*Exercise aim*: Only an exact reprint of all the data is acceptable.

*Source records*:
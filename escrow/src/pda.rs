//! Deterministic addresses of offers and their vaults.
//!
//! Everything here is a pure function of its inputs, so makers, takers and
//! the program itself all locate the same accounts without any index.

use solana_program::pubkey::Pubkey;
use spl_associated_token_account::get_associated_token_address_with_program_id;

pub const OFFER_SEED: &[u8] = b"offer";

/// Offer PDA for `(maker, id)` and its canonical bump.
pub fn derive_offer_pda(program_id: &Pubkey, maker: &Pubkey, id: u64) -> (Pubkey, u8) {
    Pubkey::find_program_address(&[OFFER_SEED, maker.as_ref(), &id.to_le_bytes()], program_id)
}

/// Vault of an offer: the offer PDA's associated token account for mint A.
pub fn derive_vault_address(offer: &Pubkey, token_mint_a: &Pubkey) -> Pubkey {
    get_associated_token_address_with_program_id(offer, token_mint_a, &spl_token::id())
}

*Problem solution*:
filename escrow/src/pda.rs
//! Deterministic addresses of offers and their vaults.
//!
//! Everything here is a pure function of its inputs, so makers, takers and
//! the program itself all locate the same accounts without any index.

use solana_program::pubkey::Pubkey;
use spl_associated_token_account::get_associated_token_address_with_program_id;

pub const OFFER_SEED: &[u8] = b"offer";

/// Offer PDA for `(maker, id)` and its canonical bump.
pub fn derive_offer_pda(program_id: &Pubkey, maker: &Pubkey, id: u64) -> (Pubkey, u8) {
    Pubkey::find_program_address(&[OFFER_SEED, maker.as_ref(), &id.to_le_bytes()], program_id)
}

/// Vault of an offer: the offer PDA's associated token account for mint A.
pub fn derive_vault_address(offer: &Pubkey, token_mint_a: &Pubkey) -> Pubkey {
    get_associated_token_address_with_program_id(offer, token_mint_a, &spl_token::id())
}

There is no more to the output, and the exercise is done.